Except that the attacker can do something that we cannot: it can try many guesses in parallel. Today’s CPUs can have dozens of cores. GPUs scale even more. And, with Bitcoin/blockchain/web3/NFTs, people have started building dedicated hardware to hash SHA-256 en masse. For a few thousand dollars, you can get hardware to crack SHA-256 at tens of billions of guesses per second. Even with our clever scheme, the attacker is back to 2 weeks to try every password1.
Yeah, it is! But we can do something about that. GPUs and dedicated hardware are designed for very specific tasks. We can take advantage of that to make it very hard to crack passwords with them. The trick is to replace SHA-256 with a hash function that requires a lot of memory to compute. It turns out, people have designed a very good one! Argon2id2
That’s basically the state of the art in storing passwords3.
Client-Side Only Hashing
Now, that’s quite a bit of work for our server. We need to do a significant amount of computation every time a user tries to connect. What if we had the user’s client do it instead?
There is one issue though: from the point of view of our Web application, the actual credential is not the password anymore, but the hash. So if an attacker gets the hash, they can authenticate as the user. In other words, a database leak means the credentials leak!

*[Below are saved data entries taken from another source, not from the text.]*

// Copyright 2025 the Thicket Authors
// SPDX-License-Identifier: Apache-2.0 OR MIT

//! Public types for the control tree: identifiers, flags, buttons and change notifications.

use alloc::string::String;
use thicket_anchor::{Anchors, Bounds, Margins, Size};

/// Identifier for a control in the tree (generational).
///
/// Ids are plain handles: holding one never keeps a control alive, and an id
/// whose control was removed is detected as stale rather than aliasing a newer
/// control that reuses the slot.
#[derive(Copy, Clone, Debug, Eq, PartialEq, Hash, PartialOrd, Ord)]
pub struct ControlId(pub(crate) u32, pub(crate) u32);

impl ControlId {
    pub(crate) const fn new(idx: u32, generation: u32) -> Self {
        Self(idx, generation)
    }

    pub(crate) const fn idx(self) -> usize {
        self.0 as usize
    }
}

bitflags::bitflags! {
    /// Interaction flags of a control.
    ///
    /// `ENABLED`, `VISIBLE`, `CAN_FOCUS`, `PASSIVE`, `SUSPENDED`, `CHECKED` and
    /// `DOUBLE_CLICKS` are configuration. `FOCUSED`, `HOVERED` and `INSIDE` are
    /// owned by the input router.
    #[derive(Clone, Copy, Debug, PartialEq, Eq, Hash)]
    pub struct ControlFlags: u16 {
        /// Accepts input. A disabled ancestor disables the whole subtree.
        const ENABLED       = 0b0000_0000_0001;
        /// Drawn and hit-tested. A hidden ancestor hides the whole subtree.
        const VISIBLE       = 0b0000_0000_0010;
        /// May become the keyboard focus.
        const CAN_FOCUS     = 0b0000_0000_0100;
        /// Never receives input; still drawn and laid out.
        const PASSIVE       = 0b0000_0000_1000;
        /// Change notifications are held back while batch-mutating.
        const SUSPENDED     = 0b0000_0001_0000;
        /// Holds the keyboard focus.
        const FOCUSED       = 0b0000_0010_0000;
        /// The pointer hovers this control.
        const HOVERED       = 0b0000_0100_0000;
        /// The pointer was geometrically inside at the last sample.
        const INSIDE        = 0b0000_1000_0000;
        /// Checked state of checkable widgets.
        const CHECKED       = 0b0001_0000_0000;
        /// Two quick clicks are reported as a double click.
        const DOUBLE_CLICKS = 0b0010_0000_0000;
    }
}

impl Default for ControlFlags {
    fn default() -> Self {
        Self::ENABLED | Self::VISIBLE | Self::DOUBLE_CLICKS
    }
}

/// Buttons that can hold a control pressed.
///
/// Pointer buttons, the keyboard activation key and game-pad actions each get
/// their own slot so overlapping input sources never clobber each other.
#[derive(Copy, Clone, Debug, PartialEq, Eq, Hash, PartialOrd, Ord)]
pub enum InputButton {
    /// Primary pointer button.
    Left,
    /// Secondary pointer button.
    Right,
    /// Middle pointer button.
    Middle,
    /// First extra pointer button.
    X1,
    /// Second extra pointer button.
    X2,
    /// Keyboard activation (Space or Enter on the focused control).
    Keyboard,
    /// Game-pad A.
    PadA,
    /// Game-pad B.
    PadB,
    /// Game-pad X.
    PadX,
    /// Game-pad Y.
    PadY,
}

impl InputButton {
    /// Number of distinct buttons.
    pub const COUNT: usize = 10;

    /// Every button, in slot order.
    pub const ALL: [Self; Self::COUNT] = [
        Self::Left,
        Self::Right,
        Self::Middle,
        Self::X1,
        Self::X2,
        Self::Keyboard,
        Self::PadA,
        Self::PadB,
        Self::PadX,
        Self::PadY,
    ];

    /// Buttons that activate the focused control.
    pub const fn is_activation(self) -> bool {
        matches!(self, Self::Keyboard | Self::PadA)
    }

    const fn slot(self) -> usize {
        self as usize
    }
}

/// Per-button pressed state of a control.
#[derive(Copy, Clone, Debug, Default, PartialEq, Eq, Hash)]
pub struct PressedButtons([bool; InputButton::COUNT]);

impl PressedButtons {
    /// Whether `button` is held on this control.
    pub const fn get(&self, button: InputButton) -> bool {
        self.0[button.slot()]
    }

    /// Set the state of one button.
    pub fn set(&mut self, button: InputButton, pressed: bool) {
        self.0[button.slot()] = pressed;
    }

    /// Whether any button is held.
    pub fn any(&self) -> bool {
        self.0.iter().any(|p| *p)
    }

    /// Whether any activation button is held.
    pub fn activation(&self) -> bool {
        InputButton::ALL
            .iter()
            .any(|b| b.is_activation() && self.get(*b))
    }
}

/// Initial data for a new control.
#[derive(Clone, Debug)]
pub struct ControlProps {
    /// Informational name; not required to be unique.
    pub name: String,
    /// Rectangle in the parent's client coordinates.
    pub bounds: Bounds,
    /// Minimum extent; applied after anchored layout.
    pub min_size: Size,
    /// Parent edges followed on resize.
    pub anchors: Anchors,
    /// Minimum distance kept from anchored parent edges.
    pub margins: Margins,
    /// Configuration flags.
    pub flags: ControlFlags,
}

impl Default for ControlProps {
    fn default() -> Self {
        Self {
            name: String::new(),
            bounds: Bounds::ZERO,
            min_size: Size::ZERO,
            anchors: Anchors::default(),
            margins: Margins::ZERO,
            flags: ControlFlags::default(),
        }
    }
}

/// A property whose change is reported through the change channel.
#[derive(Copy, Clone, Debug, PartialEq, Eq, Hash)]
pub enum Property {
    /// Name changed.
    Name,
    /// Rectangle changed, explicitly or through anchored layout.
    Bounds,
    /// Minimum size changed.
    MinSize,
    /// Anchors changed.
    Anchors,
    /// Margins changed.
    Margins,
    /// Client margins changed.
    ClientMargins,
    /// Enabled flag changed.
    Enabled,
    /// Visible flag changed.
    Visible,
    /// Can-focus flag changed.
    CanFocus,
    /// Passive flag changed.
    Passive,
    /// Checked flag changed.
    Checked,
    /// Parent changed (attach, detach or move between containers).
    Parent,
    /// The control left suspension; any subset of its properties may have changed.
    Resumed,
}

/// A property change notification.
#[derive(Copy, Clone, Debug, PartialEq, Eq, Hash)]
pub struct PropertyChange {
    /// The control whose property changed.
    pub control: ControlId,
    /// The property.
    pub property: Property,
}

It’s not as bad as in the initial scenario, however. These credentials are only valid for our service. And it is still very hard to find the original passwords from the hashes.
Mostly Client-Side Hashing
We can improve this with a simple observation: since it is very hard to get the password back from the hash, we can treat the hash like a high-entropy password.
In this case, brute-force attacks become irrelevant, and we do not need to iterate or use memory-hard functions. Instead, we could just use a fast hash. It looks like that:
- The browser computes an intermediate hash with a slow memory-hard function
- The browser sends the intermediate hash to the server
- The server hashes the intermediate hash with a fast function, getting the final hash
- The server compares the final hash with the one in the database
From the point of view of the server, the effective credential is the intermediate hash. However, if the database leak, the attacker only gets the final hash. It would be very hard to find the intermediate hash directly from the final hash, since the input space is very large. And it would be very hard to find the user’s password from the final hash, since a memory-hard function is involved.
The nice thing is that all the heavy work is offloaded to the browser, while still keeping the password secure!
The one drawback that I can think of is that this is not enforced by the back-end. If the front-end (especially a third party one) does not do proper memory-hard hashing, passwords might become exposed.
A positive side effect is that the back-end never sees raw passwords. It can be a good mitigation for inadvertently leaking information in the logs. Leaking the intermediate hash still allows an attacker to authenticate as a user, but they are not able to get their raw password and compromise the user’s accounts on other websites.
A priori, client-side hashing is a terrible idea from the point of view of security. However, looking more closely at it, it looks like it can actually make sense. But we should still use hashing on the server to avoid any risk of leaking credentials.